Ele citou o projeto apresentado no fim do ano passado que aumenta o valor do Bolsa Família e faz outros ajustes. “Ele tem um impacto orçamentário relevante, mas esse impacto pode ser absorvido sem precisar criar imposto, sem precisar mudar o teto, muito menos precisar reduzir ou congelar aposentadorias”, pontuou.

O deputado Felipe Rigoni (PSB-ES), da frente parlamentar da renda mínima, disse que, após os comentários do presidente Bolsonaro em que encerrou as discussões sobre o Renda Brasil, pautar um programa de renda básica está nas mãos do Congresso. Segundo ele, o tema começa a ser desenhado pelos parlamentares agora, pois eles aguardavam um posicionamento do governo.  “O presidente não quer conversar sobre isso mais, se a gente quiser fazer tem que ser pelo Congresso”, apontou.

Para o parlamentar, o maior desafio é organizar um projeto que equilibre uma “renda básica robusta” e “mantenha o teto de gastos”. “Esse desenho ainda não existe. Nós vamos começar a desenhar vários cenários. Vai ser um desafio enorme agora que o governo, entre aspas, está fora da discussão, porque nós vamos ter que enfrentar todas essas discussões duras de ajustes fiscais. Eu mesmo estou começando a articular sobre isso”, explicou.

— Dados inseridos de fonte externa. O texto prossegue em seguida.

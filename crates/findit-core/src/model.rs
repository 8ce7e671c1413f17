//! Data model: folders, videos, clips, sync cursors
//!
//! Folder DBs own their rows; the global DB holds a replicated mirror keyed
//! by `(source_folder, source_id)`. Tags travel as JSON arrays in folder DBs
//! and as whitespace-joined token strings in the global mirror (FTS input).

use serde::{Deserialize, Serialize};

pub type FolderId = i64;
pub type VideoId = i64;
pub type ClipId = i64;

/// Indexing state of a video; advances monotonically toward `Completed`
/// except on explicit rebuild.
#[derive(Debug, Clone, Copy, PartialEq, Eq, Serialize, Deserialize)]
#[serde(rename_all = "snake_case")]
pub enum IndexStatus {
    Pending,
    MetadataDone,
    SttDone,
    Completed,
    Failed,
    Orphaned,
}

impl IndexStatus {
    pub fn as_str(self) -> &'static str {
        match self {
            IndexStatus::Pending => "pending",
            IndexStatus::MetadataDone => "metadata_done",
            IndexStatus::SttDone => "stt_done",
            IndexStatus::Completed => "completed",
            IndexStatus::Failed => "failed",
            IndexStatus::Orphaned => "orphaned",
        }
    }

    pub fn parse(s: &str) -> Option<Self> {
        match s {
            "pending" => Some(IndexStatus::Pending),
            "metadata_done" => Some(IndexStatus::MetadataDone),
            "stt_done" => Some(IndexStatus::SttDone),
            "completed" => Some(IndexStatus::Completed),
            "failed" => Some(IndexStatus::Failed),
            "orphaned" => Some(IndexStatus::Orphaned),
            _ => None,
        }
    }
}

/// Fixed color-label palette; a clip may also be unlabeled (`None` column)
#[derive(Debug, Clone, Copy, PartialEq, Eq, Serialize, Deserialize)]
#[serde(rename_all = "lowercase")]
pub enum ColorLabel {
    Red,
    Orange,
    Yellow,
    Green,
    Blue,
    Purple,
    Gray,
}

impl ColorLabel {
    pub fn as_str(self) -> &'static str {
        match self {
            ColorLabel::Red => "red",
            ColorLabel::Orange => "orange",
            ColorLabel::Yellow => "yellow",
            ColorLabel::Green => "green",
            ColorLabel::Blue => "blue",
            ColorLabel::Purple => "purple",
            ColorLabel::Gray => "gray",
        }
    }

    pub fn parse(s: &str) -> Option<Self> {
        match s {
            "red" => Some(ColorLabel::Red),
            "orange" => Some(ColorLabel::Orange),
            "yellow" => Some(ColorLabel::Yellow),
            "green" => Some(ColorLabel::Green),
            "blue" => Some(ColorLabel::Blue),
            "purple" => Some(ColorLabel::Purple),
            "gray" => Some(ColorLabel::Gray),
            _ => None,
        }
    }
}

/// A root directory the user registered for indexing
#[derive(Debug, Clone)]
pub struct WatchedFolder {
    pub id: FolderId,
    pub folder_path: String,
    pub volume_name: Option<String>,
    pub volume_uuid: Option<String>,
    pub is_available: bool,
    pub total_files: i64,
    pub indexed_files: i64,
    pub created_at: i64,
}

/// One record per source file within a folder
#[derive(Debug, Clone)]
pub struct Video {
    pub id: VideoId,
    pub folder_id: FolderId,
    pub file_path: String,
    pub file_name: String,
    pub duration_secs: f64,
    pub file_size: Option<i64>,
    pub file_hash: Option<String>,
    pub modified_at: Option<i64>,
    pub created_at: i64,
    pub indexed_at: Option<i64>,
    pub index_status: IndexStatus,
    /// Highest fully-completed layer, 0..=4
    pub index_layer: i64,
    /// Per-layer resume checkpoint: clips with id <= this are done
    pub last_processed_clip: Option<ClipId>,
    pub index_error: Option<String>,
    pub srt_path: Option<String>,
    pub stt_skipped_no_audio: bool,
    pub orphaned_at: Option<i64>,
}

/// The core search unit: a time range within a video plus its descriptors
#[derive(Debug, Clone, Default)]
pub struct Clip {
    pub id: ClipId,
    pub video_id: VideoId,
    pub start_secs: f64,
    pub end_secs: f64,
    pub thumbnail_path: Option<String>,
    pub scene: String,
    pub subjects: String,
    pub actions: String,
    pub objects: String,
    pub mood: String,
    pub shot_type: String,
    pub lighting: String,
    pub colors: String,
    pub description: String,
    pub transcript: String,
    pub tags: Vec<String>,
    pub user_tags: Vec<String>,
    pub rating: i64,
    pub color_label: Option<ColorLabel>,
    pub embedding: Option<Vec<u8>>,
    pub embedding_model: Option<String>,
    pub created_at: i64,
}

/// Per-folder replication cursor held by the global DB
#[derive(Debug, Clone)]
pub struct SyncMeta {
    pub folder_path: String,
    pub last_video_rowid: i64,
    pub last_clip_rowid: i64,
    pub last_synced_at: i64,
    pub volume_uuid: Option<String>,
}

/// Append-only search log entry
#[derive(Debug, Clone)]
pub struct SearchHistoryEntry {
    pub id: i64,
    pub query: String,
    pub created_at: i64,
    pub result_count: i64,
}

/// Post-search filters for browse and search surfaces
#[derive(Debug, Clone, Default)]
pub struct ClipFilters {
    pub min_rating: Option<i64>,
    pub color_labels: Vec<ColorLabel>,
    pub shot_types: Vec<String>,
    pub moods: Vec<String>,
}

/// Sort orders for browse and search surfaces
#[derive(Debug, Clone, Copy, PartialEq, Eq, Default)]
pub enum SortBy {
    #[default]
    Relevance,
    Date,
    Duration,
    Rating,
}

/// Unix epoch seconds
pub fn now_epoch() -> i64 {
    std::time::SystemTime::now()
        .duration_since(std::time::UNIX_EPOCH)
        .map(|d| d.as_secs() as i64)
        .unwrap_or(0)
}

/// Encode a tag list for folder-DB storage
pub fn encode_tags(tags: &[String]) -> String {
    serde_json::to_string(tags).unwrap_or_else(|_| "[]".to_string())
}

/// Decode a folder-DB tag column; malformed data degrades to empty
pub fn decode_tags(raw: &str) -> Vec<String> {
    serde_json::from_str(raw).unwrap_or_default()
}

/// Join a tag array into the whitespace token form the global FTS consumes
pub fn tags_to_fts_tokens(tags: &[String]) -> String {
    tags.iter()
        .map(|t| t.trim())
        .filter(|t| !t.is_empty())
        .collect::<Vec<_>>()
        .join(" ")
}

Ele disse não ter previsão se o projeto será votado ainda em 2020, mas sinalizou que é importante que as discussões cheguem a um consenso antes de o auxílio emergencial acabar, para que a população tenha um suporte no período pós-pandemia. Depois de ser prorrogado por duas vezes, o governo decidiu pagar mais quatro parcelas do benefício, de setembro a dezembro, porém na metade do valor pago nos primeiros meses da pandemia, R$ 300.